Further, unifying all the face target coarse candidate frames into two dimensions by a RoI Align method, and dividing the two dimensions into a first branch and a second branch for processing, specifically:
unifying all the face target coarse candidate frames into an image with the dimension of 7x7x256 by a RoI Align method, and dividing the image into first branches for processing;
unifying all the face target coarse candidate frames into an image with the dimension of 14x14x256 by a RoI Align method, and dividing the image into second branches for processing.
Further, the step of screening and correcting the coarse candidate frame of the face target by the first branch line to obtain the face frame coordinates specifically includes:
abstracting the characteristics of the image with the dimensionality of 7x7x256 into one dimension through two full connection layers;
fitting the classification and position offset of the face target coarse candidate frame by using two full-connected layers respectively;
and correcting the face target coarse candidate frame according to the classification and the position offset of the face target coarse candidate frame to obtain a face frame coordinate.
Further, the step of processing the face target coarse candidate frame by the second branch line to obtain face key point coordinates specifically includes:
processing an image with the dimension of 14x14x256 by 4 layers of convolution layers;
and fitting the whole connecting layer to obtain the coordinates of the key points of the human face.
On the other hand, the embodiment of the invention also comprises a face multitask detection system based on deep learning, which comprises the following steps:
the acquisition module is used for acquiring an original face image;
the normalization processing module is used for performing normalization processing on the original face image to obtain a first image;
the super-resolution module is used for inputting the first image into a super-resolution neural network model for processing to obtain a second image;
and the face multitask detection module is used for inputting the second image into a face multitask detection model based on deep learning to be processed, and obtaining face frame coordinates and face key point coordinates.
On the other hand, the embodiment of the invention also comprises a face multitask detection device based on deep learning, which comprises:
at least one processor;
at least one memory for storing at least one program;
when executed by the at least one processor, cause the at least one processor to implement the detection method.
In another aspect, the embodiment of the present invention further includes a computer readable storage medium, on which a program executable by a processor is stored, and the program executable by the processor is used for implementing the detection method when being executed by the processor.

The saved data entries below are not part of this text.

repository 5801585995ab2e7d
pub mod handlers;
pub mod router;
//! Localized names for the basic colors.

pub const SUPPORTED_LANGUAGES: [&str; 8] = [
    "en-US", "es-ES", "fr-FR", "de-DE", "it-IT", "pt-BR", "ja-JP", "zh-CN",
];

/// Translations in `SUPPORTED_LANGUAGES` order.
type Translations = [&'static str; 8];

const COLORS: [(&str, Translations); 12] = [
    ("red", ["red", "rojo", "rouge", "rot", "rosso", "vermelho", "赤", "红色"]),
    ("blue", ["blue", "azul", "bleu", "blau", "blu", "azul", "青", "蓝色"]),
    ("green", ["green", "verde", "vert", "grün", "verde", "verde", "緑", "绿色"]),
    ("yellow", ["yellow", "amarillo", "jaune", "gelb", "giallo", "amarelo", "黄色", "黄色"]),
    ("orange", ["orange", "naranja", "orange", "orange", "arancione", "laranja", "オレンジ", "橙色"]),
    ("purple", ["purple", "morado", "violet", "lila", "viola", "roxo", "紫", "紫色"]),
    ("pink", ["pink", "rosa", "rose", "rosa", "rosa", "rosa", "ピンク", "粉色"]),
    ("brown", ["brown", "marrón", "marron", "braun", "marrone", "marrom", "茶色", "棕色"]),
    ("black", ["black", "negro", "noir", "schwarz", "nero", "preto", "黒", "黑色"]),
    ("white", ["white", "blanco", "blanc", "weiß", "bianco", "branco", "白", "白色"]),
    ("gray", ["gray", "gris", "gris", "grau", "grigio", "cinza", "灰色", "灰色"]),
    ("grey", ["grey", "gris", "gris", "grau", "grigio", "cinza", "灰色", "灰色"]),
];

const MODIFIERS: [(&str, Translations); 2] = [
    ("dark", ["dark", "oscuro", "foncé", "dunkel", "scuro", "escuro", "濃い", "深"]),
    ("light", ["light", "claro", "clair", "hell", "chiaro", "claro", "薄い", "浅"]),
];

fn lookup(table: &[(&str, Translations)], word: &str, language: Option<usize>) -> Option<&'static str> {
    let language = language?;
    table
        .iter()
        .find(|(name, _)| *name == word)
        .map(|(_, translations)| translations[language])
}

/// Translates a color name such as `"Red"` or `"dark blue"` into `language`
/// (a tag from `SUPPORTED_LANGUAGES`).
///
/// A leading `dark`/`light` word is translated separately and kept in front.
/// Names or languages without a translation come back unchanged.
#[must_use]
pub fn translate_color_name(name: &str, language: &str) -> String {
    let normalized = name.trim().to_lowercase();
    let language = SUPPORTED_LANGUAGES.iter().position(|tag| *tag == language);

    if let Some((first, rest)) = normalized.split_once(char::is_whitespace)
        && let Some(modifier) = MODIFIERS.iter().find(|(word, _)| *word == first)
    {
        let base = rest.trim();
        let modifier = lookup(&MODIFIERS, modifier.0, language).unwrap_or(modifier.0);
        let base = lookup(&COLORS, base, language).unwrap_or(base);
        return format!("{modifier} {base}");
    }

    lookup(&COLORS, &normalized, language).map_or_else(|| name.to_owned(), str::to_owned)
}
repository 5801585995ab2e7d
pub mod color;
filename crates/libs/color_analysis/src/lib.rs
#![deny(clippy::unwrap_used)]
#![allow(
    clippy::cast_precision_loss,
    clippy::cast_possible_truncation,
    clippy::cast_sign_loss,
    clippy::missing_errors_doc,
    clippy::missing_panics_doc
)]

mod classifier;
mod decode;
mod error;
mod region;
mod samples;
mod translate;
mod tree;

pub use classifier::{ColorClassifier, TrainOptions, train_test_split};
pub use decode::{decode_base64, decode_base64_image, decode_image};
pub use error::{ColorError, Result};
pub use region::{RegionQuery, extract_region_color};
pub use samples::{ColorSample, ColorSampleStore};
pub use translate::{SUPPORTED_LANGUAGES, translate_color_name};
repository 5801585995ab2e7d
use crate::error::{ColorError, Result};
use base64::Engine;
use base64::engine::general_purpose::STANDARD;
use image::RgbImage;

/// Decodes an encoded image (JPEG, PNG, WebP, GIF or BMP) into 8-bit RGB pixels.
pub fn decode_image(bytes: &[u8]) -> Result<RgbImage> {
    if bytes.is_empty() {
        return Err(ColorError::Decode("image data is empty".to_owned()));
    }
    let image = image::load_from_memory(bytes)?;
    Ok(image.to_rgb8())
}

/// Decodes base64 text, with or without a `data:image/...;base64,` prefix.
pub fn decode_base64(data: &str) -> Result<Vec<u8>> {
    let payload = data.split_once(',').map_or(data, |(_, payload)| payload);
    Ok(STANDARD.decode(payload.trim())?)
}

pub fn decode_base64_image(data: &str) -> Result<RgbImage> {
    decode_image(&decode_base64(data)?)
}
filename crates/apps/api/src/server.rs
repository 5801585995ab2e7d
use crate::api_state::ApiContext;
use crate::create_router;
use app_state::{ApiSettings, AppSettings};
use axum::Router;
use axum::extract::DefaultBodyLimit;
use color_eyre::Result;
use color_eyre::eyre::Context;
use common_services::classifier::load_classifier;
use http::{HeaderValue, Method, header};
use tokio::net::TcpListener;
use tower_http::compression::CompressionLayer;
use tower_http::cors;
use tower_http::cors::{AllowOrigin, CorsLayer};
use tower_http::trace::TraceLayer;
use tracing::{error, info};

/// Trains the classifier from the configured samples, binds and serves until shutdown.
pub async fn serve(settings: AppSettings) -> Result<()> {
    // --- Server Startup ---
    info!("🚀 Initializing server...");
    let api_state = create_context(settings)?;

    let addr = api_state.settings.api.socket_addr()?;
    let listener = TcpListener::bind(addr)
        .await
        .wrap_err_with(|| format!("Cannot bind to {addr}"))?;

    info!("🐸 Server listening on http://{}", addr);
    serve_with_listener(listener, api_state).await
}

/// Builds the shared state. The classifier is fully trained before this returns.
pub fn create_context(settings: AppSettings) -> Result<ApiContext> {
    let (classifier, sample_count) = load_classifier(&settings.classifier)?;
    Ok(ApiContext::new(classifier, settings, sample_count))
}

/// Serves on an already bound listener, used by tests to pick a free port.
pub async fn serve_with_listener(listener: TcpListener, api_state: ApiContext) -> Result<()> {
    let app = create_app(api_state);
    axum::serve(listener, app).await?;
    Ok(())
}

/// The router with CORS, tracing, compression and the body limit applied.
///
/// Oversized bodies are rejected by the JSON extractor, so the 413 carries a JSON error.
pub fn create_app(api_state: ApiContext) -> Router {
    let cors = cors_layer(&api_state.settings.api);
    let body_limit = api_state.settings.api.body_limit_bytes();

    create_router(api_state)
        .layer(DefaultBodyLimit::max(body_limit))
        .layer(TraceLayer::new_for_http())
        .layer(cors)
        .layer(CompressionLayer::new())
}

fn cors_layer(settings: &ApiSettings) -> CorsLayer {
    let allow_origin = if settings.allows_any_origin() {
        AllowOrigin::any()
    } else {
        let allowed_origins: Vec<HeaderValue> = settings
            .allowed_origins
            .iter()
            .filter_map(|s| match s.parse() {
                Ok(hv) => Some(hv),
                Err(e) => {
                    error!("Invalid CORS origin configured: {} - Error: {}", s, e);
                    None
                }
            })
            .collect();
        AllowOrigin::list(allowed_origins)
    };

    CorsLayer::new()
        .allow_methods([Method::GET, Method::POST, Method::OPTIONS])
        .allow_origin(allow_origin)
        .allow_headers([header::CONTENT_TYPE, header::ACCEPT, header::ORIGIN])
        .max_age(std::time::Duration::from_secs(3600))
        .expose_headers(cors::Any)
}
pub mod error;
pub mod interfaces;
pub mod service;
use crate::api_state::ApiContext;
use crate::color::handlers::{
    detect_color_in_box_handler, get_color_handler, post_color_handler, upload_file_handler,
};
use axum::{
    Router,
    routing::{get, post},
};

pub fn color_public_router() -> Router<ApiContext> {
    Router::new()
        .route("/color", get(get_color_handler).post(post_color_handler))
        .route("/detect-color-in-box", post(detect_color_in_box_handler))
        .route("/uploadfile", post(upload_file_handler))
}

The invention has the beneficial effects that:
(1) according to the method, the characteristic information can be enhanced on the premise of keeping the size of the characteristic diagram through the super-resolution neural network model, and meanwhile, the detection performance of the small target face is improved, so that the small face is more easily detected, and compared with an amplified input image, the increment of computing resources is very small;
(2) according to the invention, through the face multitask detection model based on deep learning, the detection effects of faces with different sizes can be improved, the detection result is more accurate, and the size range of the face image can not be changed in the feature enhancement process in the detection process.

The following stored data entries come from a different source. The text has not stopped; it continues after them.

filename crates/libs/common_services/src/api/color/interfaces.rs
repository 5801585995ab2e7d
use common_types::{BoundingBox, PredictionResult, RgbColor};
use serde::{Deserialize, Serialize};
use std::collections::BTreeMap;
use utoipa::{IntoParams, ToSchema};

pub const PREDICTION_MESSAGE: &str = "color predicted successfully";

/// Query for `GET /color`, where `x`, `y` and `z` are red, green and blue.
#[derive(Debug, Deserialize, IntoParams, ToSchema)]
#[into_params(parameter_in = Query)]
pub struct ColorQueryParams {
    pub x: i64,
    pub y: i64,
    pub z: i64,
    /// Language tag for the localized name, e.g. `es-ES`.
    pub language: Option<String>,
}

#[derive(Debug, Deserialize, ToSchema)]
pub struct RgbRequest {
    pub red: i64,
    pub green: i64,
    pub blue: i64,
    pub language: Option<String>,
}

#[derive(Debug, Clone, Deserialize, ToSchema)]
pub struct RegionColorRequest {
    /// Base64 image, optionally with a `data:image/...;base64,` prefix.
    pub image: String,
    pub bbox: Option<BoundingBox>,
    pub language: Option<String>,
}

/// Older clients send `{"image": "<json>"}` where the json string holds the image and bbox.
#[derive(Debug, Deserialize)]
struct EmbeddedRegion {
    image: String,
    bbox: Option<BoundingBox>,
}

impl RegionColorRequest {
    /// Unpacks an image field that itself contains a JSON request.
    ///
    /// A top level `bbox` wins over an embedded one. Image strings that are
    /// not valid JSON are left alone and fail later as bad base64.
    #[must_use]
    pub fn normalize(self) -> Self {
        if !self.image.trim_start().starts_with('{') {
            return self;
        }
        match serde_json::from_str::<EmbeddedRegion>(&self.image) {
            Ok(embedded) => Self {
                image: embedded.image,
                bbox: self.bbox.or(embedded.bbox),
                language: self.language,
            },
            Err(_) => self,
        }
    }
}

#[derive(Debug, Deserialize, ToSchema)]
pub struct FileUriRequest {
    /// A local file path, or base64 image data.
    pub file_uri: String,
    pub language: Option<String>,
}

#[derive(Debug, Serialize, Deserialize, ToSchema)]
pub struct PredictionResponse {
    pub message: String,
    pub rgb: RgbColor,
    pub prediction: String,
    #[serde(default, skip_serializing_if = "Option::is_none")]
    pub localized: Option<String>,
}

impl From<PredictionResult> for PredictionResponse {
    fn from(result: PredictionResult) -> Self {
        Self {
            message: PREDICTION_MESSAGE.to_owned(),
            rgb: result.rgb,
            prediction: result.prediction,
            localized: result.localized,
        }
    }
}

#[derive(Debug, Serialize, Deserialize, ToSchema)]
pub struct ServiceStatus {
    pub status: String,
    pub endpoints: BTreeMap<String, String>,
    /// Number of color names the classifier can predict.
    pub labels: usize,
    pub samples: usize,
}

Additional aspects and advantages of the invention will be set forth in part in the description which follows and, in part, will be obvious from the description, or may be learned by practice of the invention.
Drawings
The above and/or additional aspects and advantages of the present invention will become apparent and readily appreciated from the following description of the embodiments, taken in conjunction with the accompanying drawings of which:
FIG. 1 is a flowchart illustrating steps of a face multitask detection method based on deep learning according to an embodiment of the present invention;
FIG. 2 is a network architecture diagram of a deep learning-based face multitask detection model according to an embodiment of the present invention;
FIG. 3 is a schematic diagram of a training process of a face multitask detection model based on deep learning according to an embodiment of the present invention;
fig. 4 is a schematic diagram of a specific setting of network parameters according to an embodiment of the present invention;
fig. 5 is a schematic structural diagram of a face multitask detection device based on deep learning according to an embodiment of the present invention.
Detailed Description
Reference will now be made in detail to embodiments of the present invention, examples of which are illustrated in the accompanying drawings, wherein like or similar reference numerals refer to the same or similar elements or elements having the same or similar function throughout. The embodiments described below with reference to the accompanying drawings are illustrative only for the purpose of explaining the present invention, and are not to be construed as limiting the present invention.
In the description of the present invention, it should be understood that the orientation or positional relationship referred to in the description of the orientation, such as the upper, lower, front, rear, left, right, etc., is based on the orientation or positional relationship shown in the drawings, and is only for convenience of description and simplification of description, and does not indicate or imply that the device or element referred to must have a specific orientation, be constructed and operated in a specific orientation, and thus, should not be construed as limiting the present invention.
In the description of the present invention, the meaning of a plurality of means is one or more, the meaning of a plurality of means is two or more, and larger, smaller, larger, etc. are understood as excluding the number, and larger, smaller, inner, etc. are understood as including the number. If the first and second are described for the purpose of distinguishing technical features, they are not to be understood as indicating or implying relative importance or implicitly indicating the number of technical features indicated or implicitly indicating the precedence of the technical features indicated.
In the description of the present invention, unless otherwise explicitly limited, terms such as arrangement, installation, connection and the like should be understood in a broad sense, and those skilled in the art can reasonably determine the specific meanings of the above terms in the present invention in combination with the specific contents of the technical solutions.
The embodiments of the present application will be further explained with reference to the drawings.
Referring to fig. 1, an embodiment of the present invention provides a face multitask detection method based on deep learning, including but not limited to the following steps:
s1, acquiring an original face image;
s2, carrying out normalization processing on the original face image to obtain a first image;
s3, inputting the first image into a super-resolution neural network model for processing to obtain a second image;
and S4, inputting the second image into a face multi-task detection model based on deep learning for processing to obtain face frame coordinates and face key point coordinates.
Regarding step S2, that is, performing normalization processing on the original face image to obtain a first image, specifically:
s201, performing normalization processing on the original face image by adopting a method of uniformly mapping gray values of 0-255 to 0-1 to obtain a first image.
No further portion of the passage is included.